Chessington World of Adventures
- Location: Chessington World of Adventures
- Park section: Wild Woods
- Coordinates: 51°20′50″N 0°18′56″W﻿ / ﻿51.347279°N 0.315607°W
- Status: Operating
- Opening date: 11 April 1990
- Cost: £5 million

General statistics
- Type: Steel – Suspended
- Manufacturer: Arrow Dynamics
- Model: Suspended Coaster
- Lift/launch system: Chain lift (x2)
- Height: 70 ft (21 m)
- Length: 2,200 ft (670 m)
- Speed: 45 mph (72 km/h)
- Inversions: 0
- Duration: 2:30
- Capacity: 720 riders per hour
- Height restriction: 43.3 in (110 cm)
- Trains: 2 trains with 12 cars; riders arranged 2 across in a single row for a total of 24 riders per train
- Theme: Gothic
- Slogan: "Sit back, hold on tight, the Vampire is taking flight!"
- Fastrack available
- Wheelchair accessible
- Must transfer from wheelchair
- Vampire at RCDB

= Vampire (roller coaster) =

British roller coaster at Chessington World of Adventures

Vampire (originally named The Vampire) is a steel suspended roller coaster located at Chessington World of Adventures Resort in Chessington, Greater London, England. Opened in 1990, it is one of only a few remaining Arrow Dynamics suspended swinging coasters in operation globally, and is the only Arrow Dynamics suspended roller coaster still operating outside of North America.

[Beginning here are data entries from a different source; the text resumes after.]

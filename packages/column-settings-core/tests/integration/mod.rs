//! Integration test suite.
//!
//! 1. File-backed persistence of column settings
//! 2. End-to-end table scenarios through the public API

pub mod end_to_end_tests;
pub mod file_store_tests;
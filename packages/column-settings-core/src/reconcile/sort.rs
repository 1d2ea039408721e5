//! Region-ranked stable ordering of settings.

use crate::column::ColumnSetting;

/// Sorts settings into left-fixed, unfixed, right-fixed bands.
///
/// Within a band the current `order` decides, ties keep their relative
/// position. Afterwards `order` is rewritten to the dense `0..n` sequence.
pub fn sort_settings(settings: &mut [ColumnSetting]) {
    settings.sort_by_key(|s| (s.rank(), s.order));
    renumber(settings);
}

/// Rewrites `order` from the current array position.
pub(crate) fn renumber(settings: &mut [ColumnSetting]) {
    for (index, setting) in settings.iter_mut().enumerate() {
        setting.order = index;
    }
}

/// Returns true if no column sits in a lower-ranked region than its predecessor.
pub fn is_region_banded(settings: &[ColumnSetting]) -> bool {
    settings.windows(2).all(|pair| pair[0].rank() <= pair[1].rank())
}
//! In-process store with optional failure emulation.

use std::collections::HashMap;
use std::sync::RwLock;

use super::KeyValueStore;
use crate::error::StoreError;

/// In-memory key-value store.
///
/// Can emulate disabled storage or an exhausted quota so callers can be
/// exercised against failing backends.
#[derive(Debug, Default)]
pub struct MemoryStore {
    entries: RwLock<HashMap<String, String>>,
    /// Total byte limit across keys and values
    quota: Option<usize>,
    unavailable: bool,
}

impl MemoryStore {
    /// Creates a new empty store with no quota.
    pub fn new() -> Self {
        Self::default()
    }

    /// Creates a store that fails every operation.
    pub fn unavailable() -> Self {
        Self {
            unavailable: true,
            ..Self::default()
        }
    }

    /// Creates a store that rejects writes pushing usage past `limit` bytes.
    pub fn with_quota(limit: usize) -> Self {
        Self {
            quota: Some(limit),
            ..Self::default()
        }
    }

    /// Returns true if the key is present.
    pub fn contains(&self, key: &str) -> bool {
        match self.entries.read() {
            Ok(entries) => entries.contains_key(key),
            Err(_) => false,
        }
    }

    /// Returns all stored keys.
    pub fn keys(&self) -> Vec<String> {
        match self.entries.read() {
            Ok(entries) => entries.keys().cloned().collect(),
            Err(_) => Vec::new(),
        }
    }

    fn check_available(&self) -> Result<(), StoreError> {
        if self.unavailable {
            return Err(StoreError::Unavailable("storage disabled".to_string()));
        }
        Ok(())
    }

    fn poisoned() -> StoreError {
        StoreError::Unavailable("lock poisoned".to_string())
    }
}

impl KeyValueStore for MemoryStore {
    fn get(&self, key: &str) -> Result<Option<String>, StoreError> {
        self.check_available()?;
        let entries = self.entries.read().map_err(|_| Self::poisoned())?;
        Ok(entries.get(key).cloned())
    }

    fn set(&self, key: &str, value: &str) -> Result<(), StoreError> {
        self.check_available()?;
        let mut entries = self.entries.write().map_err(|_| Self::poisoned())?;

        if let Some(limit) = self.quota {
            let used: usize = entries
                .iter()
                .filter(|(k, _)| k.as_str() != key)
                .map(|(k, v)| k.len() + v.len())
                .sum();
            let requested = used + key.len() + value.len();
            if requested > limit {
                return Err(StoreError::QuotaExceeded {
                    key: key.to_string(),
                    requested,
                    limit,
                });
            }
        }

        entries.insert(key.to_string(), value.to_string());
        Ok(())
    }

    fn remove(&self, key: &str) -> Result<(), StoreError> {
        self.check_available()?;
        let mut entries = self.entries.write().map_err(|_| Self::poisoned())?;
        entries.remove(key);
        Ok(())
    }
}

The roller coaster features trains that hang beneath the track, swinging freely as they navigate the course. The roller coaster includes two lift hills and is characterised by numerous dives and turns. The layout was drafted by John Wardley.

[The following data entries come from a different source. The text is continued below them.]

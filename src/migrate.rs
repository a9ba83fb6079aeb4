//! 旧形式レコードの移行
//!
//! - IDのないレコードに決定的なIDを付与
//! - 旧フィールド `image` を `imageUrl` へ移し、旧値を `oldImage` に残す

use crate::error::Result;
use crate::store::{backup, RecordStore};
use image_backfill_common::Collection;
use std::path::{Path, PathBuf};

/// 変更の種類
#[derive(Debug, Clone, PartialEq, Eq)]
pub enum MigrationKind {
    AssignedId,
    LegacyImage,
}

impl std::fmt::Display for MigrationKind {
    fn fmt(&self, f: &mut std::fmt::Formatter<'_>) -> std::fmt::Result {
        match self {
            MigrationKind::AssignedId => write!(f, "ID付与"),
            MigrationKind::LegacyImage => write!(f, "image → imageUrl"),
        }
    }
}

/// 個別の変更内容
#[derive(Debug, Clone, PartialEq, Eq)]
pub struct MigrationChange {
    pub id: String,
    pub kind: MigrationKind,
}

#[derive(Debug, Clone, Default)]
pub struct MigrationReport {
    pub total_records: usize,
    pub changes: Vec<MigrationChange>,
    /// 書き込みを行った場合のみ
    pub backup_path: Option<PathBuf>,
    pub dry_run: bool,
}

impl MigrationReport {
    pub fn changed_records(&self) -> usize {
        let mut ids: Vec<&str> = self.changes.iter().map(|c| c.id.as_str()).collect();
        ids.dedup();
        ids.len()
    }
}

pub fn migrate_store(path: &Path, collection: Collection, dry_run: bool) -> Result<MigrationReport> {
    let mut store = RecordStore::load(path, collection)?;
    let identities: Vec<String> = store.records().iter().map(|r| store.identity_of(r)).collect();

    let mut report = MigrationReport {
        total_records: identities.len(),
        dry_run,
        ..Default::default()
    };

    for (record, identity) in store.records_mut().iter_mut().zip(&identities) {
        if record.id().is_none() {
            record.set_id(identity);
            report.changes.push(MigrationChange {
                id: identity.clone(),
                kind: MigrationKind::AssignedId,
            });
        }
        if record.migrate_legacy_image() {
            report.changes.push(MigrationChange {
                id: identity.clone(),
                kind: MigrationKind::LegacyImage,
            });
        }
    }

    if dry_run || report.changes.is_empty() {
        return Ok(report);
    }

    report.backup_path = Some(backup::create_backup(path)?);
    store.save()?;
    Ok(report)
}

/// `migrate` コマンド本体
pub fn run_migrate(path: &Path, collection: Collection, dry_run: bool) -> Result<MigrationReport> {
    println!("- {}を移行中... ({})", collection, path.display());
    let report = migrate_store(path, collection, dry_run)?;

    for change in &report.changes {
        println!("  ✔ {}: {}", change.id, change.kind);
    }

    if report.changes.is_empty() {
        println!("✅ 移行が必要なレコードはありません");
    } else if report.dry_run {
        println!(
            "- ドライラン: {}件中 {}件が変更対象です（書き込みなし）",
            report.total_records,
            report.changed_records()
        );
    } else {
        if let Some(backup) = &report.backup_path {
            println!("✔ バックアップ: {}", backup.display());
        }
        println!(
            "✔ {}件中 {}件を移行しました",
            report.total_records,
            report.changed_records()
        );
    }
    Ok(report)
}

#[cfg(test)]
mod tests {
    use super::*;
    use serde_json::{json, Value};
    use tempfile::tempdir;

    fn write_store(dir: &Path) -> PathBuf {
        let path = dir.join("appraisers.json");
        let value = json!({"appraisers": [
            {"id": "a1", "imageUrl": "https://x/a1.jpg"},
            {"name": "Eve Stone", "city": "Boston", "image": "https://x/eve.jpg"},
            {"id": "a3", "image": "https://x/old.jpg", "imageUrl": "https://x/new.jpg"}
        ]});
        std::fs::write(&path, serde_json::to_string_pretty(&value).unwrap()).unwrap();
        path
    }

    fn read(path: &Path) -> Value {
        serde_json::from_str(&std::fs::read_to_string(path).unwrap()).unwrap()
    }

    #[test]
    fn test_migrate_assigns_ids_and_moves_legacy_image() {
        let dir = tempdir().unwrap();
        let path = write_store(dir.path());

        let report = migrate_store(&path, Collection::Appraisers, false).unwrap();
        assert_eq!(report.total_records, 3);
        assert_eq!(report.changed_records(), 2);
        assert!(report.backup_path.as_ref().unwrap().exists());

        let value = read(&path);
        let eve = &value["appraisers"][1];
        assert_eq!(eve["id"], json!("boston-eve-stone"));
        assert_eq!(eve["imageUrl"], json!("https://x/eve.jpg"));
        assert_eq!(eve["oldImage"], json!("https://x/eve.jpg"));
        assert!(eve.get("image").is_none());

        // 既存の imageUrl は上書きしない
        let a3 = &value["appraisers"][2];
        assert_eq!(a3["imageUrl"], json!("https://x/new.jpg"));
        assert_eq!(a3["oldImage"], json!("https://x/old.jpg"));
    }

    #[test]
    fn test_migrate_dry_run_leaves_store() {
        let dir = tempdir().unwrap();
        let path = write_store(dir.path());
        let before = std::fs::read_to_string(&path).unwrap();

        let report = migrate_store(&path, Collection::Appraisers, true).unwrap();
        assert_eq!(report.changes.len(), 3);
        assert!(report.backup_path.is_none());
        assert_eq!(std::fs::read_to_string(&path).unwrap(), before);
        assert!(backup::list_backups(&path).unwrap().is_empty());
    }

    #[test]
    fn test_migrate_nothing_to_do() {
        let dir = tempdir().unwrap();
        let path = dir.path().join("appraisers.json");
        std::fs::write(&path, r#"{"appraisers": [{"id": "a", "imageUrl": "https://x/a.jpg"}]}"#).unwrap();

        let report = run_migrate(&path, Collection::Appraisers, false).unwrap();
        assert!(report.changes.is_empty());
        assert!(report.backup_path.is_none());
    }
}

In 2001, The Vampire underwent modifications to accommodate new trains manufactured by Vekoma. The updated coaster reopened to the public in 2002.

==History==
===Theme===
The original Arrow trains were themed as bats. When the ride first opened, its queue-line was entered through themed castle gates and led to a fog-filled underpass beneath the coaster track, into a with tombs and into a dark interior passageway with various scenery.

The station is dressed as a castle ballroom with flaming chandeliers, Gothic murals and an animatronic organist playing a large pipe organ.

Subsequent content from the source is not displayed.